→ **Exercise requirements**
Whenever the word "boundary" turns up in a line of the data below, copy that line.

→ **Supplied data**
//! Scoped validation-error aggregation for value-object codecs.
//!
//! One deserialization or binding pass can run many small, type-driven
//! conversions. Each of them may reject its input, and none of them knows which
//! field of the request it is converting. `field-rail` lets every conversion
//! report into an ambient, per-request [scope](scope) instead of failing, and
//! turns everything reported into a single [`AggregateValidationError`] at the
//! [boundary](boundary) of the unit of work.
//!
//! Each submodule re-exports its public surface from here, so consumers can
//! simply depend on `field_rail::*` or pick focused pieces as needed.
//!
//! # Examples
//!
//! ## Value objects and a JSON boundary
//!
//! ```
//! use field_rail::prelude::*;
//! use serde::Deserialize;
//!
//! #[derive(Debug, Clone, PartialEq)]
//! struct Email(String);
//!
//! impl ValueObject for Email {
//!     type Primitive = String;
//!
//!     fn try_create(value: Option<String>, field: Option<&str>) -> Result<Self, DomainError> {
//!         match value {
//!             Some(v) if v.contains('@') => Ok(Email(v)),
//!             _ => Err(DomainError::validation(field.unwrap_or("email"), "Email must contain @.")),
//!         }
//!     }
//!
//!     fn to_primitive(&self) -> String {
//!         self.0.clone()
//!     }
//! }
//!
//! #[derive(Debug, Clone, PartialEq)]
//! struct Age(i32);
//!
//! impl ValueObject for Age {
//!     type Primitive = i32;
//!
//!     fn try_create(value: Option<i32>, field: Option<&str>) -> Result<Self, DomainError> {
//!         match value {
//!             Some(v) if v >= 0 => Ok(Age(v)),
//!             _ => Err(DomainError::validation(field.unwrap_or("age"), "Age cannot be negative.")),
//!         }
//!     }
//!
//!     fn to_primitive(&self) -> i32 {
//!         self.0
//!     }
//! }
//!
//! property_name!(struct EmailField = "email");
//! property_name!(struct AgeField = "age");
//!
//! #[derive(Deserialize)]
//! struct Customer {
//!     email: Named<EmailField, Required<Email>>,
//!     age: Named<AgeField, Required<Age>>,
//! }
//!
//! let err = field_rail::boundary::from_json_str::<Customer>(r#"{"email":"nope","age":-3}"#)
//!     .err()
//!     .and_then(|e| e.into_invalid())
//!     .unwrap();
//!
//! assert_eq!(
//!     serde_json::to_value(&err).unwrap(),
//!     serde_json::json!({"email": ["Email must contain @."], "age": ["Age cannot be negative."]})
//! );
//! ```
//!
//! ## Reporting without a scope
//!
//! ```
//! use field_rail::scope;
//!
//! // Outside any unit of work reports are discarded, never a panic.
//! assert!(!scope::report("email", "Email must contain @."));
//! ```

/// Request edge: open a scope, run, materialize once
pub mod boundary;
/// Route, query and header binding
pub mod binding;
/// Validating, optional and property-bound codecs
pub mod codec;
/// Message templates and field naming
pub mod config;
/// Declarative helpers
pub mod macros;
/// Convenience re-exports for quick starts
pub mod prelude;
/// Ambient scopes and the property-name cell
pub mod scope;
/// Object-graph validation with descent control
pub mod structure;
/// Value-object and primitive capabilities
pub mod traits;
/// Failures, error sets and the aggregate error
pub mod types;

/// Scope propagation across `.await` (requires `async` feature)
#[cfg(feature = "async")]
pub mod async_ext;

/// Async prelude - all async utilities in one import (requires `async` feature)
#[cfg(feature = "async")]
pub mod prelude_async;

/// Tower integration - one scope per request (requires `tower` feature)
#[cfg(feature = "tower")]
pub mod tower;

pub use binding::{Binding, BindingAdapter, BindingSource, ValueProvider};
pub use boundary::BoundaryError;
pub use codec::*;
pub use config::{FieldNaming, MessageConfig};
pub use scope::{ScopeGuard, ScopeHandle, ValidationScope};
pub use structure::{Descent, Validate, Validator};
pub use traits::*;
pub use types::*;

→ **Output for this exercise**
//! [boundary](boundary) of the unit of work.
//! ## Value objects and a JSON boundary
//! let err = field_rail::boundary::from_json_str::<Customer>(r#"{"email":"nope","age":-3}"#)
pub mod boundary;
pub use boundary::BoundaryError;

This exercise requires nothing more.